Held: The appeal should be dismissed.

The protection against self-incrimination afforded by s. 7 of the Charter is not absolute. In determining the ambit of this protection, it is important in a particular case to consider the context in which the claim for its application arises. In the present regulatory context, the principle against self-incrimination does not prevent the Crown from relying on fishing logs and a hail report at the appellant's trial for overfishing simply because these documents are statutorily required. It is not contrary to fundamental justice for an individual to be convicted of a regulatory offence on the basis of a record or return that he is required to submit as one of the terms and conditions of his participation in the regulatory sphere.

Individuals like the appellant who are compelled to furnish hail reports and fishing logs are not in an adversarial or even inquisitorial relationship with the state at the time they provide the information. The essential purpose of the self-reporting obligation under s. 61 of the Act is to provide fisheries officials with up-to-date information necessary for the effective regulation of the fishery. The information is compiled quite apart from any investigation into wrongdoing. More importantly, the "coercion" exercised by the state here is muted, for it arose only after the appellant had made a conscious choice to participate in a regulated area, with its attendant obligations. No one is compelled to participate in the groundfish fishery. In accepting his licence, the appellant is presumed to know, and to have accepted, the terms and conditions associated with it, which include the completion of hail reports and fishing logs, and the prosecution of those who overfish. Just because the information in the returns may later be used in an adversarial proceeding, when the state seeks to enforce the restrictions necessary to accomplish its regulatory objectives, does not mean that the state is guilty of coercing the individual to incriminate himself.
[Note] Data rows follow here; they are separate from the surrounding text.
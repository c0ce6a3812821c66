use tracing_subscriber::{fmt, layer::SubscriberExt, util::SubscriberInitExt, EnvFilter};

/// Install a formatted tracing subscriber for the host application.
///
/// `RUST_LOG` wins over `default_filter` (e.g. `"crypto_portfolio_core=info"`).
/// Returns `false` if a global subscriber was already installed.
pub fn init_tracing(default_filter: &str) -> bool {
    let filter = EnvFilter::try_from_default_env().unwrap_or_else(|_| EnvFilter::new(default_filter));
    tracing_subscriber::registry()
        .with(filter)
        .with(fmt::layer().with_target(true))
        .try_init()
        .is_ok()
}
Further, neither of the two rationales behind the principle against self-incrimination -- to protect against unreliable confessions and to protect against the abuse of power by the state -- is threatened by allowing the Crown to use hail reports and fishing logs in the prosecution of those who overfish. Even assuming that a true return under s. 61 of the Act can be equated to a confession, allowing the use of these returns at trial would not increase the likelihood of their being falsified. As well, there is little danger of abusive state conduct in this instance.

Hail reports and fishing logs are required from all commercial fishers and assist in the routine administration of the Fisheries Act and should be seen to constitute the "ordinary" records of those licensed to participate in the groundfish fishery. The fact that these records are statutorily required, and would not exist but for s. 61 of the Act, does not turn them into compelled testimony of the kind that is taken during an investigation into wrongdoing. The protection against self-incrimination afforded by s. 7 of the Charter should not be understood to elevate all records produced under statutory compulsion to the status of compelled testimony at a criminal or investigative hearing. Little expectation of privacy can attach to the hail reports and fishing logs, which are produced precisely to be read and relied upon by state officials. The use of the information contained in these records is not an affront to individual dignity since they divulge nothing about the personality of the individual who has created them. There is also nothing stressful or invasive about responding to a statutory requirement to make hail reports and fishing logs -- a requirement designed to benefit not only those who comply with it, but also society at large.